(Collected data entries)
/// GitHub REST API 客户端
///
/// 封装所有与 GitHub 相关的调用逻辑：读取和列出 PR、发布评审、打标签、合并
use async_trait::async_trait;
use chrono::{DateTime, Utc};
use reqwest::{Client, RequestBuilder, Response};
use serde::de::DeserializeOwned;
use serde::Deserialize;
use serde_json::json;
use std::time::Duration;
use tracing::{debug, info, warn};

use crate::clients::SourceControl;
use crate::config::GithubConfig;
use crate::error::HostError;
use crate::models::{
    select_in_range, ChangedFile, DateRange, PrSummary, PullRequest, ReviewDecision,
};
use crate::services::structure_validator::is_solidity;

const ACCEPT_JSON: &str = "application/vnd.github.v3+json";
const ACCEPT_RAW: &str = "application/vnd.github.v3.raw";
const FILES_PER_PAGE: usize = 100;
const PULLS_PER_PAGE: usize = 100;

#[derive(Debug, Deserialize)]
struct PullRequestResponse {
    number: u64,
    title: String,
    body: Option<String>,
    state: String,
    user: Option<UserResponse>,
    created_at: DateTime<Utc>,
    #[serde(default)]
    merged_at: Option<DateTime<Utc>>,
    head: HeadResponse,
}

/// `GET /pulls` 列表中的一项
#[derive(Debug, Deserialize)]
struct PullListItem {
    number: u64,
    title: String,
    state: String,
    user: Option<UserResponse>,
    created_at: DateTime<Utc>,
    #[serde(default)]
    merged_at: Option<DateTime<Utc>>,
}

impl From<PullListItem> for PrSummary {
    fn from(item: PullListItem) -> Self {
        PrSummary {
            number: item.number,
            title: item.title,
            author: item.user.map(|u| u.login).unwrap_or_default(),
            created_at: item.created_at,
            state: item.state,
            merged: item.merged_at.is_some(),
        }
    }
}

#[derive(Debug, Deserialize)]
struct UserResponse {
    login: String,
}

#[derive(Debug, Deserialize)]
struct HeadResponse {
    #[serde(rename = "ref")]
    ref_name: String,
    /// 分支所在仓库被删除时为 null
    repo: Option<RepoResponse>,
}

#[derive(Debug, Deserialize)]
struct RepoResponse {
    full_name: String,
}

#[derive(Debug, Deserialize)]
struct PrFileResponse {
    filename: String,
    status: String,
    patch: Option<String>,
}

/// 从 diff patch 还原新版本内容
///
/// 保留新增行（去掉 `+`）和上下文行，丢弃删除行和 hunk 头
pub fn content_from_patch(patch: &str) -> String {
    patch
        .lines()
        .filter(|line| !line.starts_with("@@") && !line.starts_with("---") && !line.starts_with("+++"))
        .filter_map(|line| {
            if let Some(added) = line.strip_prefix('+') {
                Some(added)
            } else if line.starts_with('-') || line.starts_with('\\') {
                None
            } else {
                Some(line.strip_prefix(' ').unwrap_or(line))
            }
        })
        .collect::<Vec<_>>()
        .join("\n")
}

/// 按创建时间倒序翻页时，本页是否已经翻到区间之前（或已是最后一页）
fn listing_exhausted(page: &[PrSummary], since: DateTime<Utc>) -> bool {
    page.len() < PULLS_PER_PAGE || page.iter().any(|pr| pr.created_at < since)
}

/// 对 URL 路径做百分号编码，保留 `/`
fn encode_path(path: &str) -> String {
    let mut encoded = String::with_capacity(path.len());
    for byte in path.bytes() {
        match byte {
            b'A'..=b'Z' | b'a'..=b'z' | b'0'..=b'9' | b'-' | b'_' | b'.' | b'~' | b'/' => {
                encoded.push(byte as char)
            }
            other => encoded.push_str(&format!("%{:02X}", other)),
        }
    }
    encoded
}

/// GitHub 客户端
pub struct GithubClient {
    client: Client,
    api_base_url: String,
    repo: String,
    token: String,
    merge_method: String,
}

impl GithubClient {
    /// 创建新的 GitHub 客户端
    pub fn new(config: &GithubConfig, request_timeout: Duration) -> Result<Self, HostError> {
        let client = Client::builder()
            .timeout(request_timeout)
            .user_agent(concat!("pr-review-bot/", env!("CARGO_PKG_VERSION")))
            .build()
            .map_err(|e| HostError::request_failed("client", e))?;

        Ok(Self {
            client,
            api_base_url: config.api_base_url.trim_end_matches('/').to_string(),
            repo: config.repo.clone(),
            token: config.token.clone(),
            merge_method: config.merge_method.clone(),
        })
    }

    fn repo_url(&self, repo: &str, path: &str) -> String {
        format!("{}/repos/{}{}", self.api_base_url, repo, path)
    }

    fn authorized(&self, builder: RequestBuilder, accept: &str) -> RequestBuilder {
        builder
            .header("Authorization", format!("Bearer {}", self.token))
            .header("Accept", accept)
            .header("X-GitHub-Api-Version", "2022-11-28")
    }

    /// 发送请求并检查状态码
    async fn send(&self, builder: RequestBuilder, endpoint: &str) -> Result<Response, HostError> {
        let response = builder
            .send()
            .await
            .map_err(|e| HostError::request_failed(endpoint, e))?;

        if !response.status().is_success() {
            let status = response.status().as_u16();
            let message = response.text().await.unwrap_or_default();
            return Err(HostError::BadResponse {
                endpoint: endpoint.to_string(),
                status,
                message,
            });
        }

        Ok(response)
    }

    async fn get_json<T: DeserializeOwned>(&self, url: &str) -> Result<T, HostError> {
        let builder = self.authorized(self.client.get(url), ACCEPT_JSON);
        let response = self.send(builder, url).await?;
        response
            .json::<T>()
            .await
            .map_err(|source| HostError::ResponseParseFailed {
                endpoint: url.to_string(),
                source,
            })
    }

    /// 分页获取 PR 的全部改动文件
    async fn list_files(&self, number: u64) -> Result<Vec<PrFileResponse>, HostError> {
        let mut files = Vec::new();
        let mut page = 1;

        loop {
            let url = self.repo_url(
                &self.repo,
                &format!("/pulls/{}/files?per_page={}&page={}", number, FILES_PER_PAGE, page),
            );
            let batch: Vec<PrFileResponse> = self.get_json(&url).await?;
            let done = batch.len() < FILES_PER_PAGE;
            files.extend(batch);
            if done {
                break;
            }
            page += 1;
        }

        Ok(files)
    }

    /// 按创建时间倒序分页列出全部 PR，翻到区间起点之前就停止
    async fn list_pulls_since(&self, since: DateTime<Utc>) -> Result<Vec<PrSummary>, HostError> {
        let mut pulls = Vec::new();
        let mut page = 1;

        loop {
            let url = self.repo_url(
                &self.repo,
                &format!(
                    "/pulls?state=all&sort=created&direction=desc&per_page={}&page={}",
                    PULLS_PER_PAGE, page
                ),
            );
            let batch: Vec<PullListItem> = self.get_json(&url).await?;
            let batch: Vec<PrSummary> = batch.into_iter().map(PrSummary::from).collect();
            debug!("PR 列表第 {} 页: {} 个", page, batch.len());

            let done = listing_exhausted(&batch, since);
            pulls.extend(batch);
            if done {
                break;
            }
            page += 1;
        }

        Ok(pulls)
    }

    /// 通过 contents API 读取分支上的原始文件
    async fn fetch_raw_content(
        &self,
        repo: &str,
        path: &str,
        head_ref: &str,
    ) -> Result<String, HostError> {
        let url = self.repo_url(
            repo,
            &format!("/contents/{}?ref={}", encode_path(path), encode_path(head_ref)),
        );
        let builder = self.authorized(self.client.get(&url), ACCEPT_RAW);
        let response = self.send(builder, &url).await?;
        response
            .text()
            .await
            .map_err(|source| HostError::ResponseParseFailed {
                endpoint: url,
                source,
            })
    }
}

#[async_trait]
impl SourceControl for GithubClient {
    async fn fetch_pr(&self, number: u64) -> Result<PullRequest, HostError> {
        let url = self.repo_url(&self.repo, &format!("/pulls/{}", number));
        let pr: PullRequestResponse = self.get_json(&url).await?;
        let listed = self.list_files(number).await?;

        let head_repo = pr.head.repo.as_ref().map(|r| r.full_name.clone());
        let use_patch_only = pr.state == "closed" || head_repo.is_none();
        if use_patch_only {
            info!("[PR #{}] 📦 PR 已关闭或分支已删除，从 patch 还原文件内容", number);
        }

        let mut files = Vec::new();
        for file in listed.into_iter().filter(|f| f.status != "removed") {
            let patch_content = || file.patch.as_deref().map(content_from_patch).unwrap_or_default();

            let content = if !is_solidity(&file.filename) {
                String::new()
            } else if use_patch_only {
                patch_content()
            } else {
                let repo = head_repo.as_deref().unwrap_or(&self.repo);
                match self.fetch_raw_content(repo, &file.filename, &pr.head.ref_name).await {
                    Ok(content) => content,
                    Err(e) => {
                        warn!("[PR #{}] ⚠️ 读取 {} 失败，改用 patch: {}", number, file.filename, e);
                        patch_content()
                    }
                }
            };

            debug!("[PR #{}] 文件 {} ({} 字符)", number, file.filename, content.len());
            files.push(ChangedFile::new(file.filename, content));
        }

        Ok(PullRequest {
            number: pr.number,
            title: pr.title,
            description: pr.body.unwrap_or_default(),
            author: pr.user.map(|u| u.login).unwrap_or_default(),
            state: pr.state,
            merged: pr.merged_at.is_some(),
            created_at: pr.created_at,
            head_ref: pr.head.ref_name,
            files,
        })
    }

    async fn list_prs(&self, range: &DateRange) -> Result<Vec<PrSummary>, HostError> {
        let pulls = self.list_pulls_since(range.since).await?;
        Ok(select_in_range(pulls, range))
    }

    async fn post_review(&self, number: u64, decision: &ReviewDecision) -> Result<(), HostError> {
        let url = self.repo_url(&self.repo, &format!("/pulls/{}/reviews", number));
        let body = json!({
            "body": decision.feedback,
            "event": decision.action.review_event(),
        });
        let builder = self.authorized(self.client.post(&url), ACCEPT_JSON).json(&body);
        self.send(builder, &url).await?;
        Ok(())
    }

    async fn add_labels(&self, number: u64, labels: &[String]) -> Result<(), HostError> {
        if labels.is_empty() {
            return Ok(());
        }
        let url = self.repo_url(&self.repo, &format!("/issues/{}/labels", number));
        let builder = self
            .authorized(self.client.post(&url), ACCEPT_JSON)
            .json(&json!({ "labels": labels }));
        self.send(builder, &url).await?;
        Ok(())
    }

    async fn merge_pr(&self, number: u64) -> Result<(), HostError> {
        let url = self.repo_url(&self.repo, &format!("/pulls/{}/merge", number));
        let builder = self
            .authorized(self.client.put(&url), ACCEPT_JSON)
            .json(&json!({ "merge_method": self.merge_method }));
        self.send(builder, &url).await?;
        Ok(())
    }
}

#[cfg(test)]
mod tests {
    use super::*;

    #[test]
    fn test_content_from_patch() {
        let patch = "@@ -1,3 +1,4 @@\n pragma solidity ^0.8.0;\n-contract Old {}\n+contract New {\n+    uint256 x;\n+}\n\\ No newline at end of file";
        assert_eq!(
            content_from_patch(patch),
            "pragma solidity ^0.8.0;\ncontract New {\n    uint256 x;\n}"
        );
    }

    #[test]
    fn test_content_from_patch_skips_file_headers() {
        let patch = "--- a/A.sol\n+++ b/A.sol\n@@ -0,0 +1 @@\n+contract A {}";
        assert_eq!(content_from_patch(patch), "contract A {}");
    }

    #[test]
    fn test_encode_path() {
        assert_eq!(encode_path("submissions/alice/A.sol"), "submissions/alice/A.sol");
        assert_eq!(encode_path("submissions/my dir/A#1.sol"), "submissions/my%20dir/A%231.sol");
    }

    #[test]
    fn test_parse_pull_request_response() {
        let pr: PullRequestResponse = serde_json::from_str(
            r#"{"number": 5, "title": "Day 1", "body": null, "state": "open",
                "user": {"login": "alice"},
                "created_at": "2025-06-03T09:15:00Z",
                "head": {"ref": "main", "repo": null}}"#,
        )
        .unwrap();
        assert_eq!(pr.number, 5);
        assert_eq!(pr.head.ref_name, "main");
        assert!(pr.head.repo.is_none());
        assert!(pr.merged_at.is_none());
        assert_eq!(pr.created_at.format("%Y-%m-%d").to_string(), "2025-06-03");
    }

    #[test]
    fn test_parse_pull_list_item() {
        let items: Vec<PullListItem> = serde_json::from_str(
            r#"[
                {"number": 9, "title": "Day 2", "state": "closed", "user": {"login": "bob"},
                 "created_at": "2025-07-01T10:00:00Z", "merged_at": "2025-07-02T10:00:00Z"},
                {"number": 8, "title": "Day 1", "state": "closed", "user": null,
                 "created_at": "2025-06-30T10:00:00Z", "merged_at": null}
            ]"#,
        )
        .unwrap();
        let summaries: Vec<PrSummary> = items.into_iter().map(PrSummary::from).collect();

        assert!(summaries[0].merged);
        assert_eq!(summaries[0].author, "bob");
        assert!(!summaries[1].merged);
        assert_eq!(summaries[1].author, "");
    }

    #[test]
    fn test_listing_stops_before_range() {
        let since = DateTime::parse_from_rfc3339("2025-06-01T00:00:00Z")
            .unwrap()
            .with_timezone(&Utc);
        let summary = |created: DateTime<Utc>| PrSummary {
            number: 1,
            title: String::new(),
            author: String::new(),
            created_at: created,
            state: "open".to_string(),
            merged: false,
        };

        let full_page_in_range = vec![summary(since + chrono::Duration::days(1)); PULLS_PER_PAGE];
        assert!(!listing_exhausted(&full_page_in_range, since));

        let mut crossing = full_page_in_range.clone();
        crossing.push(summary(since - chrono::Duration::days(1)));
        assert!(listing_exhausted(&crossing, since));

        assert!(listing_exhausted(&full_page_in_range[..3], since));
    }

    #[tokio::test]
    #[ignore = "需要 GITHUB_TOKEN 和网络"]
    async fn test_fetch_real_pr() {
        let mut config = crate::config::Config::default();
        config.apply_env();
        let client = GithubClient::new(&config.github, Duration::from_secs(30)).unwrap();
        let pr = client.fetch_pr(1).await.unwrap();
        assert_eq!(pr.number, 1);
    }
}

_GOAL OF THE EXERCISE:_
Copy out each line of the data containing the string "authorized".

_SOLUTION TO THE EXERCISE:_
    fn authorized(&self, builder: RequestBuilder, accept: &str) -> RequestBuilder {
        let builder = self.authorized(self.client.get(url), ACCEPT_JSON);
        let builder = self.authorized(self.client.get(&url), ACCEPT_RAW);
        let builder = self.authorized(self.client.post(&url), ACCEPT_JSON).json(&body);
            .authorized(self.client.post(&url), ACCEPT_JSON)
            .authorized(self.client.put(&url), ACCEPT_JSON)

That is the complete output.